(Description of the task): From the entries below, please output exactly the lines starting at the one containing "filename src/clock.rs" and ending at the one containing "Exact wire-name match.", both included.

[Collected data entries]

• • •

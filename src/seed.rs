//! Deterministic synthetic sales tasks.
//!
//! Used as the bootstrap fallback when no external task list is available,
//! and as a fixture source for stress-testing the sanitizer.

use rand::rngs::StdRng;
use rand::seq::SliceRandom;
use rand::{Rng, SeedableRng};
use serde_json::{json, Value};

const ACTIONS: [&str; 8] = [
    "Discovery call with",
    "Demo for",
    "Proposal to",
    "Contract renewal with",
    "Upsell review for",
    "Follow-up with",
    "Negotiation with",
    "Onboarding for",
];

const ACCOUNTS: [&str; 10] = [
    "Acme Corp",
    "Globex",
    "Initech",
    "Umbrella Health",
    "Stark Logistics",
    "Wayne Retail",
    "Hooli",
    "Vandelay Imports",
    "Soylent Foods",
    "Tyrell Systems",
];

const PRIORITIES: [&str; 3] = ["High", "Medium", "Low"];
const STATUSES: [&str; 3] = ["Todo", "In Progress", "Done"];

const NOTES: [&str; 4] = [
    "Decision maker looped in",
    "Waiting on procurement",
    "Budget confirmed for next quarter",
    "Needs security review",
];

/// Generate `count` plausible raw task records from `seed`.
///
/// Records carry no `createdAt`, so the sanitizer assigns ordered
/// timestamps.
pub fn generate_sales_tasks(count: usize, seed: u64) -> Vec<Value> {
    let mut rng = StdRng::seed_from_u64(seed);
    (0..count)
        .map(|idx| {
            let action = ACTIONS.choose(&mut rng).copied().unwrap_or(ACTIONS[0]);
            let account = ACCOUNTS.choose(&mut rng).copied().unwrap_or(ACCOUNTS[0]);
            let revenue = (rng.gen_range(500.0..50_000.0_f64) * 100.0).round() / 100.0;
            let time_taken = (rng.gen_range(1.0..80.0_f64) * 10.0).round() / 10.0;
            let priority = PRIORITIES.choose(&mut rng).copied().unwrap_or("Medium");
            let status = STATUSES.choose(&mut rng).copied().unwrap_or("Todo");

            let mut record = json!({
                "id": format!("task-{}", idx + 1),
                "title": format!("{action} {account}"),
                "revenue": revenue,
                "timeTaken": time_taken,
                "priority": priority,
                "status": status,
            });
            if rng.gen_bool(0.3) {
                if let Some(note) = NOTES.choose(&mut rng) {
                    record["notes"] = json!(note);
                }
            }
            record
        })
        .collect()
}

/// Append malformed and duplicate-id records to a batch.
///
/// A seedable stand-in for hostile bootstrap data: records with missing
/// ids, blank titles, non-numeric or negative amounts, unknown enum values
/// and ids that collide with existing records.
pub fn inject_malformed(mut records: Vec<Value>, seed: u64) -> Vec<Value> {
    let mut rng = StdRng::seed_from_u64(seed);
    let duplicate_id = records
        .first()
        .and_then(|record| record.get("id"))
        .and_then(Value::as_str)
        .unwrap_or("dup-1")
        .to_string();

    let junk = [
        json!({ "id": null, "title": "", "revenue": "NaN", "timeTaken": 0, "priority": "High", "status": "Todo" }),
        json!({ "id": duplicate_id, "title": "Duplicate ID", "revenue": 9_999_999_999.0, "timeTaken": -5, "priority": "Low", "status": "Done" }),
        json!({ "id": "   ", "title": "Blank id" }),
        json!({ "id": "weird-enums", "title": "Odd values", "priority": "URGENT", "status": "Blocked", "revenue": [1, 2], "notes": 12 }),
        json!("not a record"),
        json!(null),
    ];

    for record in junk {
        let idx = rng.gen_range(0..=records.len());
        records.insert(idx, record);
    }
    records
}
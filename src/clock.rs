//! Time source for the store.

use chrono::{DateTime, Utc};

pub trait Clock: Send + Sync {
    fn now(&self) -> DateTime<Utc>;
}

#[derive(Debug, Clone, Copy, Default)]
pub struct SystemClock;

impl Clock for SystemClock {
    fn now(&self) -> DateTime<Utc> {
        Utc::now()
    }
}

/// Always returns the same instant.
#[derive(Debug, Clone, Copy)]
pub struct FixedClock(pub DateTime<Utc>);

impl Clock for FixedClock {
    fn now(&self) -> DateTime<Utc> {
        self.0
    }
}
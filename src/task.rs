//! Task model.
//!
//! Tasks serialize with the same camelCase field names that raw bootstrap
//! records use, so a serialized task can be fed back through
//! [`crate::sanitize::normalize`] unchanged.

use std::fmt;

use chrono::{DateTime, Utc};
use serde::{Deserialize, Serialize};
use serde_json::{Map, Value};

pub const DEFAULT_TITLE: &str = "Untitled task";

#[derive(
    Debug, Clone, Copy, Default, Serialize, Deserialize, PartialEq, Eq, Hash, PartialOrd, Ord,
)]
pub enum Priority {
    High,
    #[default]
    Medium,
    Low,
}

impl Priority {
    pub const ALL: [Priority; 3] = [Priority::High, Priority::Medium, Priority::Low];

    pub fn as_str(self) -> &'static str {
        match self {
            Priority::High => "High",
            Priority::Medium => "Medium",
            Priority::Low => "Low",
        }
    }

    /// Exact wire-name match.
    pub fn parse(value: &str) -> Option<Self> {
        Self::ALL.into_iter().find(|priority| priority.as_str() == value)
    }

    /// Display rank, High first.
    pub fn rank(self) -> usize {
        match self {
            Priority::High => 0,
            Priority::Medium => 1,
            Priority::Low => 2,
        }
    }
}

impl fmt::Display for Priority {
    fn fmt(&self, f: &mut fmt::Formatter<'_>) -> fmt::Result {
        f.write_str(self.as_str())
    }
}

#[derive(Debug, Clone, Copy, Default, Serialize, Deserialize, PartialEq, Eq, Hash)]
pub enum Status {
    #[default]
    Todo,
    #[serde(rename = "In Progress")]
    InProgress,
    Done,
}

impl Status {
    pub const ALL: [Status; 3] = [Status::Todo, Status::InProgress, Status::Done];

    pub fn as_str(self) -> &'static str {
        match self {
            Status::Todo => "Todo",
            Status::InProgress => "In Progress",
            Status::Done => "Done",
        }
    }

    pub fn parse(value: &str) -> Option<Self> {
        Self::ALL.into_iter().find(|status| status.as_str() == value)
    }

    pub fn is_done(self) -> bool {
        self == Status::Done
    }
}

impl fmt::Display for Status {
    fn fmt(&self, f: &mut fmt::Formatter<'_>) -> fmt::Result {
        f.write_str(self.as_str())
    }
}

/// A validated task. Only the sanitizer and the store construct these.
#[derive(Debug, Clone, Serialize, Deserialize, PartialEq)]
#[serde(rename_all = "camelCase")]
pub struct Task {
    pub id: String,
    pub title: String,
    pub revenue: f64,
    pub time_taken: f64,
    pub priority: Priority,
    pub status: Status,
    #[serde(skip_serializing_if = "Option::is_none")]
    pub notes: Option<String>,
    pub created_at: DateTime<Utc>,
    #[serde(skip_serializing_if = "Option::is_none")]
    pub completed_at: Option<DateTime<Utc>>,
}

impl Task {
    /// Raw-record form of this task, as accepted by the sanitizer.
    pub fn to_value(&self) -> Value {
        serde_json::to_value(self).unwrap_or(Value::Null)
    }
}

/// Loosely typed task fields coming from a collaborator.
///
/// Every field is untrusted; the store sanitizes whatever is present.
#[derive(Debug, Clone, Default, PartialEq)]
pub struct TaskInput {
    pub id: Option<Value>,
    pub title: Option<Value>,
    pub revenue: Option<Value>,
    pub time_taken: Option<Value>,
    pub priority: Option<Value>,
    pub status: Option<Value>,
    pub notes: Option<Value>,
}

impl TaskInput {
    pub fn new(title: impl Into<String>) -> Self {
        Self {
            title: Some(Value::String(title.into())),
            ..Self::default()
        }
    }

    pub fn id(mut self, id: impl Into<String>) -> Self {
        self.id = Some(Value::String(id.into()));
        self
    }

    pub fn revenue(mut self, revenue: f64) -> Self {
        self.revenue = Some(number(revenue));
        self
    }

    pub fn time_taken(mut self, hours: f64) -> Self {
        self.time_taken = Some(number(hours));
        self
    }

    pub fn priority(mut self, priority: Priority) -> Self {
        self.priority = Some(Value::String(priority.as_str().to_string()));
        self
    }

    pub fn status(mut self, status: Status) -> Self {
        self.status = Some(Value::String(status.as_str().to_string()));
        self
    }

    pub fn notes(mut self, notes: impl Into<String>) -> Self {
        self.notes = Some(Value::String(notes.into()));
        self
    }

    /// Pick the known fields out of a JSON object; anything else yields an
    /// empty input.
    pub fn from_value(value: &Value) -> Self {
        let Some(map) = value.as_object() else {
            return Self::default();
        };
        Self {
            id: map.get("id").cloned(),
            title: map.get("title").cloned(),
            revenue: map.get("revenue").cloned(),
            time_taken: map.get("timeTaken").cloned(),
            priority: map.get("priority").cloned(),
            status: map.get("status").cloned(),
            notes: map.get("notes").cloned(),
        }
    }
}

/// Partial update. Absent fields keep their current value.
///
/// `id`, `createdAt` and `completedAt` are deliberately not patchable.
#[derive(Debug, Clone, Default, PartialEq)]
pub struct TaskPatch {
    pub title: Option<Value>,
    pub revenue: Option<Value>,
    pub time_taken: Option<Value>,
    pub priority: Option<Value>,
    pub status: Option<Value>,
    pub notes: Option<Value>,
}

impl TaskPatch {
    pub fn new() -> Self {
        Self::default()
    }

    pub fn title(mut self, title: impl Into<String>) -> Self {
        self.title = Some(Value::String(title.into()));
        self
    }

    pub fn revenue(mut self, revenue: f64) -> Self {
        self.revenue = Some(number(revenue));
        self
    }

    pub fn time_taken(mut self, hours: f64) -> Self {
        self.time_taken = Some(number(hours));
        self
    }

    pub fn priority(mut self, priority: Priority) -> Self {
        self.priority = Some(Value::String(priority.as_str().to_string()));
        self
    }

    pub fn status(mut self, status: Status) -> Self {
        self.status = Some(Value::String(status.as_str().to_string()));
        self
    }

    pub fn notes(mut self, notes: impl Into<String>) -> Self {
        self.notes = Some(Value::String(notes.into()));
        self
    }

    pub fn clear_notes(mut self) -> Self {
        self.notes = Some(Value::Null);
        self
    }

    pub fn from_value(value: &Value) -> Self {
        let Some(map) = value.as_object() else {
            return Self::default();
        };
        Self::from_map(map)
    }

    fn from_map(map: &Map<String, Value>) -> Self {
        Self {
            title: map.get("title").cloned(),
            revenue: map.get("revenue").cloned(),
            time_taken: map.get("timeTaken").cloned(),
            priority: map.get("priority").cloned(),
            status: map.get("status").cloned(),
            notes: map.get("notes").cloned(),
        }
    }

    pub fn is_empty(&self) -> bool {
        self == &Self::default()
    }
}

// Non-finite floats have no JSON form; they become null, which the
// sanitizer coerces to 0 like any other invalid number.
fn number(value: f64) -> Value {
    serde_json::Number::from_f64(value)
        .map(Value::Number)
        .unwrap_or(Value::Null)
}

• • •

(Result for this exercise):
filename src/clock.rs
//! Time source for the store.

use chrono::{DateTime, Utc};

pub trait Clock: Send + Sync {
    fn now(&self) -> DateTime<Utc>;
}

#[derive(Debug, Clone, Copy, Default)]
pub struct SystemClock;

impl Clock for SystemClock {
    fn now(&self) -> DateTime<Utc> {
        Utc::now()
    }
}

/// Always returns the same instant.
#[derive(Debug, Clone, Copy)]
pub struct FixedClock(pub DateTime<Utc>);

impl Clock for FixedClock {
    fn now(&self) -> DateTime<Utc> {
        self.0
    }
}
filename src/task.rs
//! Task model.
//!
//! Tasks serialize with the same camelCase field names that raw bootstrap
//! records use, so a serialized task can be fed back through
//! [`crate::sanitize::normalize`] unchanged.

use std::fmt;

use chrono::{DateTime, Utc};
use serde::{Deserialize, Serialize};
use serde_json::{Map, Value};

pub const DEFAULT_TITLE: &str = "Untitled task";

#[derive(
    Debug, Clone, Copy, Default, Serialize, Deserialize, PartialEq, Eq, Hash, PartialOrd, Ord,
)]
pub enum Priority {
    High,
    #[default]
    Medium,
    Low,
}

impl Priority {
    pub const ALL: [Priority; 3] = [Priority::High, Priority::Medium, Priority::Low];

    pub fn as_str(self) -> &'static str {
        match self {
            Priority::High => "High",
            Priority::Medium => "Medium",
            Priority::Low => "Low",
        }
    }

    /// Exact wire-name match.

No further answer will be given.